→ Data to process
use chrono::Utc;
use rust_decimal::Decimal;
use sea_orm::{ConnectionTrait, EntityTrait, TransactionTrait};

use crate::{
    audit::{self, AuditAction},
    checkout_session::{CheckoutSession, SessionError},
    dto::cart::{
        AddToCartRequest, ApplyPromotionRequest, CartLineView, CartView, UpdateCartItemRequest,
    },
    entity::products::Entity as Products,
    error::{AppError, AppResult},
    middleware::auth::AuthUser,
    pricing::{PricingError, ProductId, price_cart},
    response::ApiResponse,
    services::{product_service::CatalogSnapshot, promotion_service, session_store},
    state::AppState,
};

/// Price the session against the live catalog.
///
/// An empty cart renders as an empty view. A stored promotion code that no
/// longer applies is reported in `promotion_error` and priced as no discount.
pub async fn build_view<C: ConnectionTrait>(
    conn: &C,
    session: &CheckoutSession,
) -> AppResult<CartView> {
    let ids: Vec<ProductId> = session.lines().iter().map(|line| line.product_id).collect();
    let catalog = CatalogSnapshot::load(conn, &ids, false).await?;

    let (promotion, promotion_error) = match session.promotion_code() {
        Some(code) => match promotion_service::resolve_promotion(conn, code, Utc::now(), false).await {
            Ok(promotion) => (Some(promotion), None),
            Err(AppError::Pricing(err @ PricingError::InvalidPromotion(_))) => {
                (None, Some(err.to_string()))
            }
            Err(err) => return Err(err),
        },
        None => (None, None),
    };

    let priced = match price_cart(session.lines(), &catalog, promotion.as_ref()) {
        Ok(priced) => priced,
        Err(PricingError::EmptyCart) => return Ok(empty_view(session)),
        Err(err) => return Err(err.into()),
    };

    let items = priced
        .lines
        .iter()
        .map(|line| {
            let product = catalog.get(line.product_id);
            CartLineView {
                product_id: line.product_id,
                name: product.map(|p| p.name.clone()).unwrap_or_default(),
                image_url: product.and_then(|p| p.image_url.clone()),
                quantity: line.quantity,
                unit_price: line.unit_price,
                line_total: line.line_total,
            }
        })
        .collect();

    Ok(CartView {
        stage: session.stage(),
        items,
        subtotal: priced.subtotal,
        discount_amount: priced.discount_amount,
        total: priced.total,
        applied_promotion: priced.applied_promotion,
        promotion_error,
        shipping: session.shipping().cloned(),
    })
}

fn empty_view(session: &CheckoutSession) -> CartView {
    CartView {
        stage: session.stage(),
        items: Vec::new(),
        subtotal: Decimal::ZERO,
        discount_amount: Decimal::ZERO,
        total: Decimal::ZERO,
        applied_promotion: None,
        promotion_error: None,
        shipping: session.shipping().cloned(),
    }
}

/// Apply `edit` to the caller's session while holding its row lock, then
/// save it and price the result in the same transaction.
pub(crate) async fn edit_session<F>(state: &AppState, user: &AuthUser, edit: F) -> AppResult<CartView>
where
    F: FnOnce(&mut CheckoutSession) -> Result<(), SessionError>,
{
    let txn = state.orm.begin().await?;
    let mut session = session_store::load_for_update(&txn, user.user_id).await?;
    edit(&mut session)?;
    session_store::save(&txn, user.user_id, &session).await?;
    let view = build_view(&txn, &session).await?;
    txn.commit().await?;
    Ok(view)
}

pub async fn view_cart(state: &AppState, user: &AuthUser) -> AppResult<ApiResponse<CartView>> {
    let session = session_store::load(&state.orm, user.user_id).await?;
    let view = build_view(&state.orm, &session).await?;
    Ok(ApiResponse::item("OK", view))
}

pub async fn add_to_cart(
    state: &AppState,
    user: &AuthUser,
    payload: AddToCartRequest,
) -> AppResult<ApiResponse<CartView>> {
    let quantity = payload.quantity.unwrap_or(1);
    let exists = Products::find_by_id(payload.product_id)
        .one(&state.orm)
        .await?
        .is_some();
    if !exists {
        return Err(PricingError::ProductNotFound(payload.product_id).into());
    }

    let product_id = payload.product_id;
    let view = edit_session(state, user, |session| session.add_item(product_id, quantity)).await?;

    audit::record(
        &state.pool,
        Some(user.user_id),
        AuditAction::CartUpdate,
        serde_json::json!({ "product_id": product_id, "quantity": quantity }),
    )
    .await;

    Ok(ApiResponse::item("Added to cart", view))
}

pub async fn update_cart_item(
    state: &AppState,
    user: &AuthUser,
    product_id: ProductId,
    payload: UpdateCartItemRequest,
) -> AppResult<ApiResponse<CartView>> {
    let quantity = payload.quantity;
    let view = edit_session(state, user, |session| session.set_quantity(product_id, quantity)).await?;

    audit::record(
        &state.pool,
        Some(user.user_id),
        AuditAction::CartUpdate,
        serde_json::json!({ "product_id": product_id, "quantity": quantity }),
    )
    .await;

    Ok(ApiResponse::item("Cart updated", view))
}

pub async fn remove_from_cart(
    state: &AppState,
    user: &AuthUser,
    product_id: ProductId,
) -> AppResult<ApiResponse<CartView>> {
    let view = edit_session(state, user, |session| session.remove_item(product_id)).await?;

    audit::record(
        &state.pool,
        Some(user.user_id),
        AuditAction::CartRemove,
        serde_json::json!({ "product_id": product_id }),
    )
    .await;

    Ok(ApiResponse::item("Removed from cart", view))
}

/// Validate `code` against active promotions and remember it on success.
/// A rejected code leaves the session untouched.
pub async fn apply_promotion(
    state: &AppState,
    user: &AuthUser,
    payload: ApplyPromotionRequest,
) -> AppResult<ApiResponse<CartView>> {
    let promotion =
        match promotion_service::resolve_promotion(&state.orm, &payload.code, Utc::now(), false).await {
            Ok(promotion) => promotion,
            Err(err) => {
                tracing::info!(user_id = %user.user_id, error = %err, "promotion rejected");
                return Err(err);
            }
        };

    let code = payload.code;
    let view = edit_session(state, user, |session| session.apply_promotion(&code)).await?;

    audit::record(
        &state.pool,
        Some(user.user_id),
        AuditAction::PromotionApply,
        serde_json::json!({ "promotion_id": promotion.id, "code": promotion.code }),
    )
    .await;

    Ok(ApiResponse::item("Promotion applied", view))
}

pub async fn clear_promotion(
    state: &AppState,
    user: &AuthUser,
) -> AppResult<ApiResponse<CartView>> {
    let view = edit_session(state, user, |session| session.clear_promotion()).await?;
    Ok(ApiResponse::item("Promotion removed", view))
}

→ How to complete this task
All of the material must be written out again exactly.

→ Response to the exercise
use chrono::Utc;
use rust_decimal::Decimal;
use sea_orm::{ConnectionTrait, EntityTrait, TransactionTrait};

use crate::{
    audit::{self, AuditAction},
    checkout_session::{CheckoutSession, SessionError},
    dto::cart::{
        AddToCartRequest, ApplyPromotionRequest, CartLineView, CartView, UpdateCartItemRequest,
    },
    entity::products::Entity as Products,
    error::{AppError, AppResult},
    middleware::auth::AuthUser,
    pricing::{PricingError, ProductId, price_cart},
    response::ApiResponse,
    services::{product_service::CatalogSnapshot, promotion_service, session_store},
    state::AppState,
};

/// Price the session against the live catalog.
///
/// An empty cart renders as an empty view. A stored promotion code that no
/// longer applies is reported in `promotion_error` and priced as no discount.
pub async fn build_view<C: ConnectionTrait>(
    conn: &C,
    session: &CheckoutSession,
) -> AppResult<CartView> {
    let ids: Vec<ProductId> = session.lines().iter().map(|line| line.product_id).collect();
    let catalog = CatalogSnapshot::load(conn, &ids, false).await?;

    let (promotion, promotion_error) = match session.promotion_code() {
        Some(code) => match promotion_service::resolve_promotion(conn, code, Utc::now(), false).await {
            Ok(promotion) => (Some(promotion), None),
            Err(AppError::Pricing(err @ PricingError::InvalidPromotion(_))) => {
                (None, Some(err.to_string()))
            }
            Err(err) => return Err(err),
        },
        None => (None, None),
    };

    let priced = match price_cart(session.lines(), &catalog, promotion.as_ref()) {
        Ok(priced) => priced,
        Err(PricingError::EmptyCart) => return Ok(empty_view(session)),
        Err(err) => return Err(err.into()),
    };

    let items = priced
        .lines
        .iter()
        .map(|line| {
            let product = catalog.get(line.product_id);
            CartLineView {
                product_id: line.product_id,
                name: product.map(|p| p.name.clone()).unwrap_or_default(),
                image_url: product.and_then(|p| p.image_url.clone()),
                quantity: line.quantity,
                unit_price: line.unit_price,
                line_total: line.line_total,
            }
        })
        .collect();

    Ok(CartView {
        stage: session.stage(),
        items,
        subtotal: priced.subtotal,
        discount_amount: priced.discount_amount,
        total: priced.total,
        applied_promotion: priced.applied_promotion,
        promotion_error,
        shipping: session.shipping().cloned(),
    })
}

fn empty_view(session: &CheckoutSession) -> CartView {
    CartView {
        stage: session.stage(),
        items: Vec::new(),
        subtotal: Decimal::ZERO,
        discount_amount: Decimal::ZERO,
        total: Decimal::ZERO,
        applied_promotion: None,
        promotion_error: None,
        shipping: session.shipping().cloned(),
    }
}

/// Apply `edit` to the caller's session while holding its row lock, then
/// save it and price the result in the same transaction.
pub(crate) async fn edit_session<F>(state: &AppState, user: &AuthUser, edit: F) -> AppResult<CartView>
where
    F: FnOnce(&mut CheckoutSession) -> Result<(), SessionError>,
{
    let txn = state.orm.begin().await?;
    let mut session = session_store::load_for_update(&txn, user.user_id).await?;
    edit(&mut session)?;
    session_store::save(&txn, user.user_id, &session).await?;
    let view = build_view(&txn, &session).await?;
    txn.commit().await?;
    Ok(view)
}

pub async fn view_cart(state: &AppState, user: &AuthUser) -> AppResult<ApiResponse<CartView>> {
    let session = session_store::load(&state.orm, user.user_id).await?;
    let view = build_view(&state.orm, &session).await?;
    Ok(ApiResponse::item("OK", view))
}

pub async fn add_to_cart(
    state: &AppState,
    user: &AuthUser,
    payload: AddToCartRequest,
) -> AppResult<ApiResponse<CartView>> {
    let quantity = payload.quantity.unwrap_or(1);
    let exists = Products::find_by_id(payload.product_id)
        .one(&state.orm)
        .await?
        .is_some();
    if !exists {
        return Err(PricingError::ProductNotFound(payload.product_id).into());
    }

    let product_id = payload.product_id;
    let view = edit_session(state, user, |session| session.add_item(product_id, quantity)).await?;

    audit::record(
        &state.pool,
        Some(user.user_id),
        AuditAction::CartUpdate,
        serde_json::json!({ "product_id": product_id, "quantity": quantity }),
    )
    .await;

    Ok(ApiResponse::item("Added to cart", view))
}

pub async fn update_cart_item(
    state: &AppState,
    user: &AuthUser,
    product_id: ProductId,
    payload: UpdateCartItemRequest,
) -> AppResult<ApiResponse<CartView>> {
    let quantity = payload.quantity;
    let view = edit_session(state, user, |session| session.set_quantity(product_id, quantity)).await?;

    audit::record(
        &state.pool,
        Some(user.user_id),
        AuditAction::CartUpdate,
        serde_json::json!({ "product_id": product_id, "quantity": quantity }),
    )
    .await;

    Ok(ApiResponse::item("Cart updated", view))
}

pub async fn remove_from_cart(
    state: &AppState,
    user: &AuthUser,
    product_id: ProductId,
) -> AppResult<ApiResponse<CartView>> {
    let view = edit_session(state, user, |session| session.remove_item(product_id)).await?;

    audit::record(
        &state.pool,
        Some(user.user_id),
        AuditAction::CartRemove,
        serde_json::json!({ "product_id": product_id }),
    )
    .await;

    Ok(ApiResponse::item("Removed from cart", view))
}

/// Validate `code` against active promotions and remember it on success.
/// A rejected code leaves the session untouched.
pub async fn apply_promotion(
    state: &AppState,
    user: &AuthUser,
    payload: ApplyPromotionRequest,
) -> AppResult<ApiResponse<CartView>> {
    let promotion =
        match promotion_service::resolve_promotion(&state.orm, &payload.code, Utc::now(), false).await {
            Ok(promotion) => promotion,
            Err(err) => {
                tracing::info!(user_id = %user.user_id, error = %err, "promotion rejected");
                return Err(err);
            }
        };

    let code = payload.code;
    let view = edit_session(state, user, |session| session.apply_promotion(&code)).await?;

    audit::record(
        &state.pool,
        Some(user.user_id),
        AuditAction::PromotionApply,
        serde_json::json!({ "promotion_id": promotion.id, "code": promotion.code }),
    )
    .await;

    Ok(ApiResponse::item("Promotion applied", view))
}

pub async fn clear_promotion(
    state: &AppState,
    user: &AuthUser,
) -> AppResult<ApiResponse<CartView>> {
    let view = edit_session(state, user, |session| session.clear_promotion()).await?;
    Ok(ApiResponse::item("Promotion removed", view))
}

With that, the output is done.